HLSL Language Basics

With high-level shader language (HLSL), you can program shaders at an algorithm level. The time spent considering hardware details such as register allocation, co-issuing instructions, and register read-port limits is greatly reduced. HLSL also has the advantages of other high level languages such as code re-use, improved readability, and a compiler that will optimize the code.

To generate HLSL shaders, you must first learn the high level shading language. Once you understand the language, you will need to know how to: declare variables and functions, use intrinsic functions, define custom data types and use semantics to connect shader arguments to other shaders and to the pipeline.

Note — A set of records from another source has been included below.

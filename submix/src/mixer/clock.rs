//! Virtual pacing clock for the mixing thread
//!
//! Every tick advances the clock by exactly one output period and the thread
//! sleeps until real time catches up. If the thread falls more than
//! `max_lag_periods` behind (debugger, overloaded host) the clock re-anchors
//! to the present instead of bursting to catch up.

use std::time::{Duration, Instant};
use tracing::debug;

#[derive(Debug, Clone)]
pub struct PacingClock {
    period: Duration,
    max_lag: Duration,
    next_deadline: Option<Instant>,
    ticks: u64,
    reanchors: u64,
}

impl PacingClock {
    pub fn new(period: Duration, max_lag_periods: u32) -> Self {
        Self {
            period,
            max_lag: period * max_lag_periods.max(1),
            next_deadline: None,
            ticks: 0,
            reanchors: 0,
        }
    }

    /// Clock for `period_frames` frames at `sample_rate`
    pub fn for_period(period_frames: usize, sample_rate: u32, max_lag_periods: u32) -> Self {
        let nanos = if sample_rate == 0 {
            0
        } else {
            period_frames as u64 * 1_000_000_000 / sample_rate as u64
        };
        Self::new(Duration::from_nanos(nanos), max_lag_periods)
    }

    pub fn period(&self) -> Duration {
        self.period
    }

    pub fn ticks(&self) -> u64 {
        self.ticks
    }

    pub fn reanchors(&self) -> u64 {
        self.reanchors
    }

    /// Advance one period and return how long to sleep from `now`
    pub fn advance(&mut self, now: Instant) -> Duration {
        self.ticks += 1;
        let mut deadline = match self.next_deadline {
            Some(previous) => previous + self.period,
            None => now + self.period,
        };

        if now > deadline + self.max_lag {
            debug!(
                "Pacing clock {:?} behind, re-anchoring",
                now.duration_since(deadline)
            );
            deadline = now + self.period;
            self.reanchors += 1;
        }

        self.next_deadline = Some(deadline);
        deadline.saturating_duration_since(now)
    }

    /// Forget the anchor; the next tick starts a fresh timeline
    pub fn reset(&mut self) {
        self.next_deadline = None;
    }

    /// Advance and sleep the calling thread until the new deadline
    pub fn sleep_tick(&mut self) {
        let wait = self.advance(Instant::now());
        if !wait.is_zero() {
            std::thread::sleep(wait);
        }
    }
}
//! Shared test infrastructure for submix integration tests
//!
//! - `CaptureSink`: a sink that records every byte the mixer writes
//! - `RecordingObserver`: collects port notifications
//! - `ScriptedDrift`: hwsync metadata provider replaying canned drift replies
//! - PCM builders for 16-bit test signals

#![allow(dead_code)]

use parking_lot::Mutex;
use std::collections::VecDeque;
use std::sync::atomic::{AtomicUsize, Ordering};
use std::sync::Arc;
use std::time::{Duration, Instant};
use submix::audio::{HardwareTimestamp, PcmSink};
use submix::error::DriftQueryError;
use submix::mixer::{
    AudioMixer, HostDevice, HwsyncHeader, HwsyncMetadataProvider, PortObserver, PortSlot,
    PortState,
};
use submix::{MixerConfig, PcmConfig, Result};

pub const RATE: u32 = 48_000;

// ---- sink ----

#[derive(Debug, Default)]
pub struct CaptureState {
    pub data: Vec<u8>,
    pub started: bool,
    pub starts: usize,
    pub standbys: usize,
    pub writes: usize,
}

/// Handle to what a `CaptureSink` recorded, usable after the sink moved into the mixer
#[derive(Debug, Clone, Default)]
pub struct Capture(Arc<Mutex<CaptureState>>);

impl Capture {
    pub fn bytes(&self) -> Vec<u8> {
        self.0.lock().data.clone()
    }

    pub fn len(&self) -> usize {
        self.0.lock().data.len()
    }

    pub fn samples_s16(&self) -> Vec<i16> {
        s16_samples(&self.0.lock().data)
    }

    pub fn clear(&self) {
        self.0.lock().data.clear();
    }

    pub fn starts(&self) -> usize {
        self.0.lock().starts
    }

    pub fn standbys(&self) -> usize {
        self.0.lock().standbys
    }

    pub fn writes(&self) -> usize {
        self.0.lock().writes
    }

    pub fn is_started(&self) -> bool {
        self.0.lock().started
    }
}

/// Records the mixed stream; its counter always reports a fully drained buffer
pub struct CaptureSink {
    capture: Capture,
    buffer_frames: u64,
}

impl CaptureSink {
    pub fn new(buffer_frames: u64) -> (Self, Capture) {
        let capture = Capture::default();
        (
            Self {
                capture: capture.clone(),
                buffer_frames,
            },
            capture,
        )
    }
}

impl PcmSink for CaptureSink {
    fn start(&mut self) -> Result<()> {
        let mut state = self.capture.0.lock();
        state.started = true;
        state.starts += 1;
        Ok(())
    }

    fn standby(&mut self) -> Result<()> {
        let mut state = self.capture.0.lock();
        if state.started {
            state.started = false;
            state.standbys += 1;
        }
        Ok(())
    }

    fn write(&mut self, data: &[u8]) -> Result<usize> {
        let mut state = self.capture.0.lock();
        state.data.extend_from_slice(data);
        state.writes += 1;
        Ok(data.len())
    }

    fn buffer_frames(&self) -> u64 {
        self.buffer_frames
    }

    fn hardware_timestamp(&self) -> Option<HardwareTimestamp> {
        let state = self.capture.0.lock();
        if !state.started || state.data.is_empty() {
            return None;
        }
        Some(HardwareTimestamp {
            avail_frames: self.buffer_frames,
            at: Instant::now(),
        })
    }

    fn name(&self) -> &str {
        "capture"
    }
}

// ---- mixer builders ----

pub struct TestMixer {
    pub mixer: AudioMixer,
    pub capture: Capture,
    pub device: Arc<HostDevice>,
}

/// Stereo 16-bit 48 kHz mixer over a capture sink
pub fn test_mixer(period_frames: usize) -> TestMixer {
    test_mixer_with(
        MixerConfig {
            period_frames,
            ..Default::default()
        },
        PcmConfig::stereo_s16(RATE),
    )
}

pub fn test_mixer_with(config: MixerConfig, output: PcmConfig) -> TestMixer {
    let (sink, capture) = CaptureSink::new(1024);
    let device = Arc::new(HostDevice::new());
    let mixer = AudioMixer::new(config, output, Box::new(sink), Arc::clone(&device))
        .expect("mixer should build");
    TestMixer {
        mixer,
        capture,
        device,
    }
}

// ---- observers ----

#[derive(Debug, Default)]
pub struct RecordingObserver {
    states: Mutex<Vec<(PortSlot, PortState)>>,
    available: AtomicUsize,
    exits: AtomicUsize,
}

impl RecordingObserver {
    pub fn new() -> Arc<Self> {
        Arc::new(Self::default())
    }

    pub fn states(&self) -> Vec<PortState> {
        self.states.lock().iter().map(|(_, s)| *s).collect()
    }

    pub fn available_count(&self) -> usize {
        self.available.load(Ordering::SeqCst)
    }

    pub fn exit_count(&self) -> usize {
        self.exits.load(Ordering::SeqCst)
    }
}

impl PortObserver for RecordingObserver {
    fn on_state_changed(&self, slot: PortSlot, state: PortState) {
        self.states.lock().push((slot, state));
    }

    fn on_input_available(&self, _slot: PortSlot) {
        self.available.fetch_add(1, Ordering::SeqCst);
    }

    fn on_mixer_exit(&self, _slot: PortSlot) {
        self.exits.fetch_add(1, Ordering::SeqCst);
    }
}

/// Replays queued drift replies; answers `Again` once the script runs out
#[derive(Debug, Default)]
pub struct ScriptedDrift {
    replies: Mutex<VecDeque<std::result::Result<i32, DriftQueryError>>>,
    offsets: Mutex<Vec<u64>>,
    pauses: AtomicUsize,
    resumes: AtomicUsize,
}

impl ScriptedDrift {
    pub fn new() -> Arc<Self> {
        Arc::new(Self::default())
    }

    pub fn push_drift(&self, drift_ms: i32) {
        self.replies.lock().push_back(Ok(drift_ms));
    }

    pub fn push_error(&self, error: DriftQueryError) {
        self.replies.lock().push_back(Err(error));
    }

    /// Offsets the port asked about, in order
    pub fn offsets(&self) -> Vec<u64> {
        self.offsets.lock().clone()
    }

    pub fn pauses(&self) -> usize {
        self.pauses.load(Ordering::SeqCst)
    }

    pub fn resumes(&self) -> usize {
        self.resumes.load(Ordering::SeqCst)
    }
}

impl HwsyncMetadataProvider for ScriptedDrift {
    fn query_drift(
        &self,
        aligned_offset: u64,
    ) -> std::result::Result<(HwsyncHeader, i32), DriftQueryError> {
        self.offsets.lock().push(aligned_offset);
        let reply = self
            .replies
            .lock()
            .pop_front()
            .unwrap_or(Err(DriftQueryError::Again));
        reply.map(|drift_ms| {
            (
                HwsyncHeader {
                    pts_ns: aligned_offset * 1_000,
                    payload_size: 0,
                },
                drift_ms,
            )
        })
    }

    fn on_pause(&self) {
        self.pauses.fetch_add(1, Ordering::SeqCst);
    }

    fn on_resume(&self) {
        self.resumes.fetch_add(1, Ordering::SeqCst);
    }
}

// ---- PCM builders ----

pub fn s16_bytes(samples: &[i16]) -> Vec<u8> {
    samples.iter().flat_map(|s| s.to_le_bytes()).collect()
}

pub fn s16_samples(bytes: &[u8]) -> Vec<i16> {
    bytes
        .chunks_exact(2)
        .map(|b| i16::from_le_bytes([b[0], b[1]]))
        .collect()
}

/// Interleaved stereo frames holding the same value on both channels
pub fn constant_stereo(frames: usize, value: i16) -> Vec<u8> {
    s16_bytes(&vec![value; frames * 2])
}

/// Stereo frames with a distinct value per sample: L = 2i + start, R = 2i + start + 1
pub fn ramp_stereo(frames: usize, start: i16) -> Vec<u8> {
    let samples: Vec<i16> = (0..frames * 2)
        .map(|i| start.wrapping_add(i as i16))
        .collect();
    s16_bytes(&samples)
}

/// Deterministic stereo waveform (sawtooth on L, inverted on R)
pub fn waveform_stereo(frames: usize, offset: usize) -> Vec<u8> {
    let samples: Vec<i16> = (0..frames)
        .flat_map(|i| {
            let v = (((i + offset) % 200) as i32 * 300 - 30_000) as i16;
            [v, v.saturating_neg()]
        })
        .collect();
    s16_bytes(&samples)
}

/// Poll `cond` until it holds or `timeout` passes
pub fn wait_until(timeout: Duration, mut cond: impl FnMut() -> bool) -> bool {
    let deadline = Instant::now() + timeout;
    while Instant::now() < deadline {
        if cond() {
            return true;
        }
        std::thread::sleep(Duration::from_millis(2));
    }
    cond()
}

Once you learn how to author shaders in HLSL, you will need to learn about API calls so that you can: compile a shader for particular hardware, initialize shader constants, and initialize other pipeline state if necessary. These topics are covered in Writing HLSL Shaders. Beyond this, you can reuse your shader code by learning how to:

HLSL Implements Per-Component Math Operations

HLSL uses two special types, a vector type and a matrix type to make programming 2D and 3D graphics easier. Each of these types contain more than one component; a vector contains up to four components, and a matrix contains up to 16 components. When vectors and matrices are used in standard HLSL equations, the math performed is designed to work per-component. For instance, HLSL implements this multiply:

float4 v = a*b;

as a four-component multiply. The result is four scalars:

float4 v = a*b;

v.x = a.x*b.x;
v.y = a.y*b.y;
v.z = a.z*b.z;
v.w = a.w*a.w;

This is four multiplications where each result is stored in a separate component of v. This is called a four-component multiply. HLSL uses component math which makes writing shaders in HLSL very efficient.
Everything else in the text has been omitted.